Role of Wnt‐5A in interleukin‐1β–induced matrix metalloproteinase expression in rabbit temporomandibular joint condylar chondrocytes

Abstract

To determine the possible involvement and regulatory mechanisms of Wnt-5A signaling in interleukin-1beta (IL-1beta)-induced increase in matrix metalloproteinase 1 (MMP-1), MMP-3, MMP-9, and MMP-13 expression in temporomandibular joint (TMJ) condylar chondrocytes. Primary rabbit condylar chondrocytes were treated with IL-1beta, purified Wnt-5A protein, or both and transfected with Wnt-5A expression vector. Expression of Wnt-5A, MMP-1, MMP-3, MMP-9, MMP-13, and type II collagen, as well as cell morphologic changes, were examined. To explore the mechanisms of action of Wnt-5A, the accumulation and nuclear translocation of beta-catenin, the transcription activity of the beta-catenin-Tcf/Lef complex, phosphorylated JNK, phosphorylated ERK, and phosphorylated p38 were analyzed. SP600125, a JNK inhibitor, was used to investigate the role of the JNK pathway in Wnt-5A induction of MMP-1, MMP-3, MMP-9, and MMP-13. Treatment of rabbit condylar chondrocytes with IL-1beta up-regulated Wnt-5A expression. Purified Wnt-5A protein and transfection with Wnt-5A expression vector promoted the expression of MMP-1, MMP-3, MMP-9, and MMP-13. Wnt-5A did not cause accumulation and nuclear translocation of beta-catenin or activation of the beta-catenin-Tcf/Lef transcription complex.

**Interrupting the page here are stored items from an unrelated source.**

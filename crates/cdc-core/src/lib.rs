//! # cdc-core
//!
//! Shared data model, error taxonomy, configuration structs and metrics
//! surface for the change-data-capture sink delivery engine. Downstream
//! crates (`cdc-schema`, `cdc-sinks`, `cdc-bulk`, `cdc-offset`) depend on
//! this crate and nothing lower; it has no knowledge of any concrete
//! sink, transport, or storage backend.

pub mod config;
pub mod error;
pub mod metrics;
pub mod model;
pub mod sink;

pub use config::*;
pub use error::EngineError;
pub use metrics::Metrics;
pub use model::*;
pub use sink::SinkClient;
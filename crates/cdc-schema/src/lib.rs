//! # cdc-schema
//!
//! Dynamic-schema inference for the columnar analytics sink: walking
//! sparse, schemaless documents and coalescing them into a batch-wide
//! consistent key set (`traveler`), aggregating observed keys per
//! table for derived views (`collector`, `view`). `table_name` (the
//! pure namespace-to-table mapping) lives in `cdc-core` since every
//! downstream crate needs it, not just this one; it is re-exported
//! here for convenience.

pub mod collector;
pub mod traveler;
pub mod view;

pub use cdc_core::table_name;
pub use collector::FieldCollector;
pub use traveler::{coalesce_batch, SchemaTraveler, TypeTag};
pub use view::{NoopViewManager, ViewManager, ViewObserver};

Instead, Wnt-5A activated JNK, and an inhibitor of JNK blocked the Wnt-5A-induced up-regulated expression of MMPs. These findings indicate that IL-1beta up-regulates Wnt-5A, and the activation of Wnt-5A signaling induces the expression of MMP-1, MMP-3, MMP-9, and MMP-13 via the JNK signaling pathway in rabbit TMJ condylar chondrocytes. Blockage of JNK signaling impairs the Wnt-5A-induced up-regulation of MMPs. Thus, Wnt-5A may be associated with cartilage destruction by promoting the expression of MMPs.